Rickshaws crowd the road at the signal. They are slow to take off, and they start a chain reaction, where everyone goes slow and the honking gets wild.

Being at the bottom of the transport food chain means they are open to abuse from police and by other road users.

My rickshaw-puller gets hit by a policeman’s baton as he tries to cut across traffic.

By the time I intervene, the policeman’s fist has hit the guy’s jaw — a scene all too familiar to anyone in the subcontinent.

The signal is green again and the rickshaw makes a dash. A smile on his face. You are annoyed and sad, but in a weird way you also feel at home.

I arrive at the Shere Bangla stadium early.

I see the Bangladesh players walk out of their dressing room, then walk to the other side and disappear into a hole.

A friendly soul walks up to me, asks me who I am, and then it’s mostly cricket from then on in.

Tendulkar, Lara, attitude, temperament, humility, Bangladesh, deficiency, Yuvraj, cancer are the few words that stick.

He says he loves cricket, wants to be a commentator.

He keeps talking but I get dry in the mouth.

I pull out my bottle of water, ask him if he needs some, he says no, but points to the label. Says it’s made by a sister concern of the place he works for.

An hour later I walk into the BCB director’s office with a local journalist.

The place offers the best view a cricket lover could want. In some other grounds, they would convert such spaces into corporate boxes to make more money. Not here.

The director says that Shere Bangla was purpose-built for football, while Bangabandhu was always a cricket stadium — it hosted Pakistan’s first home Test.

He points to the dressing rooms, at square leg, rather than straight. “Built for football,” he says again.

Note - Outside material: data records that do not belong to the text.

use serde::{Deserialize, Serialize};

#[cfg(feature = "schema")]
use schemars::JsonSchema;

/// Which network the platform should look up.
#[derive(Default, Clone, Debug, PartialEq, Eq, Serialize, Deserialize)]
#[cfg_attr(feature = "schema", derive(JsonSchema))]
#[serde(rename_all = "camelCase")]
pub enum NetworkSelector {
    /// The account's default network.
    #[default]
    Default,
    /// An explicit network identifier (e.g. `vpc-0abc…`).
    Id(String),
}

impl NetworkSelector {
    /// Build from an optional identifier; `None` and empty strings select the default network.
    pub fn from_id(id: Option<&str>) -> Self {
        match id {
            Some(id) if !id.trim().is_empty() => NetworkSelector::Id(id.to_string()),
            _ => NetworkSelector::Default,
        }
    }
}
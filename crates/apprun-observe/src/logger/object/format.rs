use std::{convert::TryFrom, fmt, str::FromStr};

use serde::{Deserialize, Serialize};

use crate::logger::LoggerError;

/// Where and how deployment logs are rendered.
///
/// `Text` suits terminals, `Json` suits CI log collectors, `Journald` is for
/// runs under systemd and exists on Linux only.
#[derive(Debug, Default, Clone, Copy, PartialEq, Eq, Serialize, Deserialize)]
#[serde(try_from = "String", into = "&'static str")]
pub enum LoggerFormat {
    #[default]
    Text,
    Json,
    Journald,
}

impl LoggerFormat {
    pub fn as_str(&self) -> &'static str {
        match self {
            LoggerFormat::Text => "text",
            LoggerFormat::Json => "json",
            LoggerFormat::Journald => "journald",
        }
    }
}

impl FromStr for LoggerFormat {
    type Err = LoggerError;
    fn from_str(s: &str) -> Result<Self, Self::Err> {
        match s.trim().to_ascii_lowercase().as_str() {
            "text" => Ok(Self::Text),
            "json" => Ok(Self::Json),
            "journald" if cfg!(target_os = "linux") => Ok(Self::Journald),
            "journald" => Err(LoggerError::JournaldNotSupported),
            _ => Err(LoggerError::InvalidFormat(s.to_string())),
        }
    }
}

impl TryFrom<String> for LoggerFormat {
    type Error = LoggerError;
    fn try_from(s: String) -> Result<Self, Self::Error> {
        s.parse()
    }
}

impl From<LoggerFormat> for &'static str {
    fn from(f: LoggerFormat) -> Self {
        f.as_str()
    }
}

impl fmt::Display for LoggerFormat {
    fn fmt(&self, f: &mut fmt::Formatter<'_>) -> fmt::Result {
        f.write_str(self.as_str())
    }
}

#[cfg(test)]
mod tests {
    use super::*;

    #[test]
    fn parses_ci_style_values() {
        for (input, want) in [
            ("text", LoggerFormat::Text),
            (" JSON ", LoggerFormat::Json),
            ("Json", LoggerFormat::Json),
        ] {
            assert_eq!(input.parse::<LoggerFormat>().unwrap(), want, "{input:?}");
        }
    }

    #[test]
    fn invalid_format_keeps_original_input() {
        match "logfmt".parse::<LoggerFormat>() {
            Err(LoggerError::InvalidFormat(s)) => assert_eq!(s, "logfmt"),
            other => panic!("expected InvalidFormat, got {other:?}"),
        }
        assert!("".parse::<LoggerFormat>().is_err());
    }

    #[test]
    fn journald_depends_on_platform() {
        let parsed = "journald".parse::<LoggerFormat>();
        if cfg!(target_os = "linux") {
            assert_eq!(parsed.unwrap(), LoggerFormat::Journald);
        } else {
            assert!(matches!(parsed, Err(LoggerError::JournaldNotSupported)));
        }
    }

    #[test]
    fn serde_uses_canonical_names() {
        assert_eq!(serde_json::to_string(&LoggerFormat::Json).unwrap(), r#""json""#);
        let parsed: LoggerFormat = serde_json::from_str(r#""TEXT""#).unwrap();
        assert_eq!(parsed, LoggerFormat::Text);
        assert!(serde_json::from_str::<LoggerFormat>(r#""xml""#).is_err());
    }
}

Numerous turns through crowded and narrow streets in Dhaka’s old town, the air is a mix of dust, cement and spices, the smells range from garbage to biryani to fish.

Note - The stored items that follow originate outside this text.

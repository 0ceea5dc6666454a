//! Process-level configuration.
//!
//! The surrounding CLI collects these keys once (from the process environment or any
//! other source) and hands them over as a [`DeployConfig`]; nothing below this layer
//! reads global process state.
use std::path::PathBuf;

use apprun_model::{
    DeploymentSettings, Flag, FlagPrecedence, ImageReference, LegacyFlags, ModelError,
    ModelResult, NetworkSelector, RawEnv, RegistryImage, SubnetVisibility,
};
use tracing::warn;

pub const ENV_NAMESPACE: &str = "APPRUN_NAMESPACE";
pub const ENV_VPC_ID: &str = "APPRUN_VPC_ID";
pub const ENV_BUNDLE: &str = "APPRUN_ENV";
pub const ENV_PROJECT_ROOT: &str = "APPRUN_PROJECT_ROOT";
pub const ENV_SUBNET_TYPE: &str = "APPRUN_SUBNET_TYPE";
pub const ENV_IMAGE_REPOSITORY: &str = "APPRUN_IMAGE_REPOSITORY";
pub const ENV_IMAGE_TAG: &str = "APPRUN_IMAGE_TAG";
pub const ENV_LEGACY_INTERFACE_ENDPOINTS: &str = "APPRUN_ENABLE_INTERFACE_ENDPOINTS";
pub const ENV_LEGACY_DYNAMODB_ENDPOINT: &str = "APPRUN_ENABLE_DYNAMODB_ENDPOINT";
pub const ENV_ENDPOINT_PRECEDENCE: &str = "APPRUN_ENDPOINT_PRECEDENCE";

pub const DEFAULT_NAMESPACE: &str = "apprun";

/// Raw process-level inputs, before validation.
#[derive(Debug, Clone, Default, PartialEq, Eq)]
pub struct DeployConfig {
    pub namespace: Option<String>,
    pub vpc_id: Option<String>,
    /// JSON text of the environment bundle.
    pub bundle: Option<String>,
    pub project_root: Option<String>,
    pub subnet_type: Option<String>,
    pub image_repository: Option<String>,
    pub image_tag: Option<String>,
    pub legacy_interface_endpoints: Option<String>,
    pub legacy_dynamodb_endpoint: Option<String>,
    pub endpoint_precedence: Option<String>,
}

impl DeployConfig {
    /// Collect every key through `lookup`. Empty values count as absent.
    pub fn from_lookup<F>(lookup: F) -> Self
    where
        F: Fn(&str) -> Option<String>,
    {
        let get = |key: &str| lookup(key).filter(|v| !v.is_empty());
        Self {
            namespace: get(ENV_NAMESPACE),
            vpc_id: get(ENV_VPC_ID),
            bundle: get(ENV_BUNDLE),
            project_root: get(ENV_PROJECT_ROOT),
            subnet_type: get(ENV_SUBNET_TYPE),
            image_repository: get(ENV_IMAGE_REPOSITORY),
            image_tag: get(ENV_IMAGE_TAG),
            legacy_interface_endpoints: get(ENV_LEGACY_INTERFACE_ENDPOINTS),
            legacy_dynamodb_endpoint: get(ENV_LEGACY_DYNAMODB_ENDPOINT),
            endpoint_precedence: get(ENV_ENDPOINT_PRECEDENCE),
        }
    }

    /// Read the current process environment.
    pub fn from_env() -> Self {
        Self::from_lookup(|key| std::env::var(key).ok())
    }

    /// Validate and split into the environment bundle and the deployment settings.
    pub fn into_inputs(self) -> ModelResult<(RawEnv, DeploymentSettings)> {
        let project_root = self
            .project_root
            .map(PathBuf::from)
            .ok_or(ModelError::MissingSetting(ENV_PROJECT_ROOT))?;

        let raw = match self.bundle.as_deref() {
            Some(json) => RawEnv::from_json_str(json)?,
            None => RawEnv::new(),
        };

        let subnets = match self.subnet_type.as_deref() {
            Some(s) => s.parse()?,
            None => SubnetVisibility::default(),
        };

        let precedence = match self.endpoint_precedence.as_deref() {
            Some(s) => s.parse()?,
            None => FlagPrecedence::default(),
        };

        let mut settings = DeploymentSettings::new(
            self.namespace
                .unwrap_or_else(|| DEFAULT_NAMESPACE.to_string()),
        )
        .with_project_root(project_root)
        .with_subnets(subnets)
        .with_precedence(precedence)
        .with_legacy(LegacyFlags {
            interface_endpoints: Flag::from_setting(self.legacy_interface_endpoints.as_deref()),
            dynamodb_endpoint: Flag::from_setting(self.legacy_dynamodb_endpoint.as_deref()),
        });
        settings.network = NetworkSelector::from_id(self.vpc_id.as_deref());

        match (self.image_repository, self.image_tag) {
            (Some(repository), Some(tag)) => {
                settings = settings
                    .with_registry_image(RegistryImage::new(repository, ImageReference::parse(&tag)));
            }
            (Some(_), None) => return Err(ModelError::MissingSetting(ENV_IMAGE_TAG)),
            (None, Some(_)) => {
                warn!(
                    key = ENV_IMAGE_TAG,
                    "image tag given without a repository, building the image locally"
                );
            }
            (None, None) => {}
        }

        settings.validate()?;
        Ok((raw, settings))
    }
}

After zig-zagging for half an hour, we come to a lane flanked by giant river boats.

It’s the harbour — a row of big steamers on my side, a stepped bank on the other. There are small wooden boats making short trips to transport people from one end to the other.

A day later, I am on a bus to Khulna.

The bus gets on a ferry across the Padma, the river that bisects Bangladesh.

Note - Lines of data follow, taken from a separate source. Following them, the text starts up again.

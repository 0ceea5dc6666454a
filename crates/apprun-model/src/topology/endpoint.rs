use serde::{Deserialize, Serialize};

/// Cost/attachment class of a VPC endpoint.
#[derive(Clone, Copy, Debug, PartialEq, Eq, Serialize, Deserialize)]
#[serde(rename_all = "camelCase")]
pub enum EndpointKind {
    /// Free, attached to route tables.
    Gateway,
    /// Billed, ENI-backed.
    Interface,
}

/// Platform service reachable through a VPC endpoint.
#[derive(Clone, Copy, Debug, PartialEq, Eq, PartialOrd, Ord, Hash, Serialize, Deserialize)]
#[serde(rename_all = "camelCase")]
pub enum EndpointService {
    S3,
    DynamoDb,
    SecretsManager,
    CloudWatchLogs,
    EcrApi,
    EcrDocker,
}

impl EndpointService {
    pub const fn kind(&self) -> EndpointKind {
        match self {
            EndpointService::S3 | EndpointService::DynamoDb => EndpointKind::Gateway,
            _ => EndpointKind::Interface,
        }
    }

    /// Handle of the endpoint directive.
    pub const fn logical_id(&self) -> &'static str {
        match self {
            EndpointService::S3 => "S3Endpoint",
            EndpointService::DynamoDb => "DynamoDbEndpoint",
            EndpointService::SecretsManager => "SecretsManagerEndpoint",
            EndpointService::CloudWatchLogs => "CloudWatchLogsEndpoint",
            EndpointService::EcrApi => "EcrApiEndpoint",
            EndpointService::EcrDocker => "EcrDkrEndpoint",
        }
    }

    /// Service name suffix as the platform spells it (`com.amazonaws.<region>.<name>`).
    pub const fn service_name(&self) -> &'static str {
        match self {
            EndpointService::S3 => "s3",
            EndpointService::DynamoDb => "dynamodb",
            EndpointService::SecretsManager => "secretsmanager",
            EndpointService::CloudWatchLogs => "logs",
            EndpointService::EcrApi => "ecr.api",
            EndpointService::EcrDocker => "ecr.dkr",
        }
    }
}

#[cfg(test)]
mod tests {
    use super::*;

    #[test]
    fn only_storage_services_are_gateways() {
        assert_eq!(EndpointService::S3.kind(), EndpointKind::Gateway);
        assert_eq!(EndpointService::DynamoDb.kind(), EndpointKind::Gateway);
        for s in [
            EndpointService::SecretsManager,
            EndpointService::CloudWatchLogs,
            EndpointService::EcrApi,
            EndpointService::EcrDocker,
        ] {
            assert_eq!(s.kind(), EndpointKind::Interface, "{s:?}");
        }
    }

    #[test]
    fn service_names_follow_platform_spelling() {
        assert_eq!(EndpointService::CloudWatchLogs.service_name(), "logs");
        assert_eq!(EndpointService::EcrApi.service_name(), "ecr.api");
        assert_eq!(EndpointService::EcrDocker.service_name(), "ecr.dkr");
        assert_eq!(EndpointService::SecretsManager.service_name(), "secretsmanager");
    }
}
use std::collections::BTreeMap;

use serde::{Deserialize, Serialize};
use serde_json::Value;

#[cfg(feature = "schema")]
use schemars::JsonSchema;

/// Boolean switch with explicit enable/disable semantics.
#[derive(Debug, Clone, Copy, PartialEq, Eq, Serialize, Deserialize)]
#[cfg_attr(feature = "schema", derive(JsonSchema))]
#[serde(transparent)]
pub struct Flag(bool);

impl Flag {
    pub const fn enabled() -> Self {
        Self(true)
    }

    pub const fn disabled() -> Self {
        Self(false)
    }

    pub const fn is_enabled(&self) -> bool {
        self.0
    }

    pub const fn is_disabled(&self) -> bool {
        !self.0
    }

    /// Coerce an environment bundle value.
    ///
    /// Only the native boolean `true` and the exact string `"true"` enable the flag.
    pub fn from_json(value: &Value) -> Self {
        match value {
            Value::Bool(b) => Self(*b),
            Value::String(s) => Self(s == "true"),
            _ => Self::disabled(),
        }
    }

    /// Coerce a process-level setting, where only the exact string `"true"` enables the flag.
    pub fn from_setting(value: Option<&str>) -> Self {
        Self(value == Some("true"))
    }
}

/// Switches are off unless something turns them on.
impl Default for Flag {
    fn default() -> Self {
        Self::disabled()
    }
}

impl From<bool> for Flag {
    fn from(b: bool) -> Self {
        Self(b)
    }
}

impl From<Flag> for bool {
    fn from(f: Flag) -> Self {
        f.0
    }
}

/// Recognized VPC endpoint feature flags.
#[derive(Debug, Clone, Copy, PartialEq, Eq, PartialOrd, Ord, Hash)]
pub enum EndpointFlag {
    S3,
    DynamoDb,
    SecretsManager,
    CloudWatchLogs,
    Ecr,
}

impl EndpointFlag {
    pub const ALL: [EndpointFlag; 5] = [
        EndpointFlag::S3,
        EndpointFlag::DynamoDb,
        EndpointFlag::SecretsManager,
        EndpointFlag::CloudWatchLogs,
        EndpointFlag::Ecr,
    ];

    /// Environment bundle key of the flag.
    pub const fn key(&self) -> &'static str {
        match self {
            EndpointFlag::S3 => "useAwsVpcEndpointS3",
            EndpointFlag::DynamoDb => "useAwsVpcEndpointDynamoDB",
            EndpointFlag::SecretsManager => "useAwsVpcEndpointSecretsManager",
            EndpointFlag::CloudWatchLogs => "useAwsVpcEndpointCloudWatchLogs",
            EndpointFlag::Ecr => "useAwsVpcEndpointEcr",
        }
    }

    /// Exact, case-sensitive lookup by key.
    pub fn from_key(key: &str) -> Option<Self> {
        Self::ALL.into_iter().find(|f| f.key() == key)
    }
}

/// Feature flags consumed from the environment bundle, keyed by their original key.
///
/// Unrecognized flag names are retained so that every consumed key stays visible,
/// but only [`EndpointFlag`] names are ever queried.
#[derive(Debug, Clone, Default, PartialEq, Eq, Serialize, Deserialize)]
#[serde(transparent)]
pub struct FeatureFlags(BTreeMap<String, Flag>);

impl FeatureFlags {
    pub fn new() -> Self {
        Self(BTreeMap::new())
    }

    pub fn insert(&mut self, key: impl Into<String>, flag: Flag) {
        self.0.insert(key.into(), flag);
    }

    pub fn len(&self) -> usize {
        self.0.len()
    }

    pub fn is_empty(&self) -> bool {
        self.0.is_empty()
    }

    pub fn contains_key(&self, key: &str) -> bool {
        self.0.contains_key(key)
    }

    pub fn keys(&self) -> impl Iterator<Item = &str> {
        self.0.keys().map(String::as_str)
    }

    /// The explicitly supplied value of a flag, `None` when the key was never given.
    pub fn explicit(&self, flag: EndpointFlag) -> Option<Flag> {
        self.0.get(flag.key()).copied()
    }

    /// `true` only when the flag was supplied and coerced to enabled.
    pub fn is_enabled(&self, flag: EndpointFlag) -> bool {
        self.explicit(flag).is_some_and(|f| f.is_enabled())
    }

    /// `true` only when the flag was supplied and coerced to disabled.
    pub fn is_explicitly_disabled(&self, flag: EndpointFlag) -> bool {
        self.explicit(flag).is_some_and(|f| f.is_disabled())
    }
}

impl FromIterator<(EndpointFlag, bool)> for FeatureFlags {
    fn from_iter<I: IntoIterator<Item = (EndpointFlag, bool)>>(iter: I) -> Self {
        let mut flags = FeatureFlags::new();
        for (f, b) in iter {
            flags.insert(f.key(), Flag::from(b));
        }
        flags
    }
}
use std::str::FromStr;

use serde::{Deserialize, Serialize};

#[cfg(feature = "schema")]
use schemars::JsonSchema;

use crate::error::{ModelError, ModelResult};

/// How the legacy bulk-enable switch combines with per-endpoint feature flags.
///
/// Strategies:
/// - `Union`: the bulk switch enables every interface endpoint, whatever its specific flag says.
///   A specific flag can add an endpoint but never removes one the bulk switch enabled.
/// - `Explicit`: a specific flag explicitly set to false suppresses the bulk enable for that endpoint.
///   Flags that were never supplied still follow the bulk switch.
#[derive(Default, Clone, Copy, Debug, PartialEq, Eq, Serialize, Deserialize)]
#[cfg_attr(feature = "schema", derive(JsonSchema))]
#[serde(rename_all = "camelCase")]
pub enum FlagPrecedence {
    #[default]
    Union,
    Explicit,
}

impl FromStr for FlagPrecedence {
    type Err = ModelError;
    fn from_str(s: &str) -> ModelResult<Self> {
        match s.trim().to_ascii_lowercase().as_str() {
            "union" | "" => Ok(FlagPrecedence::Union),
            "explicit" | "explicit-wins" => Ok(FlagPrecedence::Explicit),
            other => Err(ModelError::UnknownPrecedence(other.to_string())),
        }
    }
}

#[cfg(test)]
mod tests {
    use super::*;

    #[test]
    fn parses_known_values() {
        assert_eq!("".parse::<FlagPrecedence>().unwrap(), FlagPrecedence::Union);
        assert_eq!("Union".parse::<FlagPrecedence>().unwrap(), FlagPrecedence::Union);
        assert_eq!(
            "explicit".parse::<FlagPrecedence>().unwrap(),
            FlagPrecedence::Explicit
        );
        assert!("override".parse::<FlagPrecedence>().is_err());
    }
}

The Padma, assimilating the combined forces of the Jamuna (Ganges) and Meghana (Brahmaputra), is one of the lifelines of the subcontinent, the cradle of civilisations.

A few weeks ago I was trekking in the Uttarakhand Himalayas.

There I drank from a small rivulet called Neelganga, which flows into the Pindar, which adds to the Alaknanda, which merges with the Bhagirathi to create the Ganges.

I may be a thousand miles away, but the water helps me feel the connection. — Cricinfo.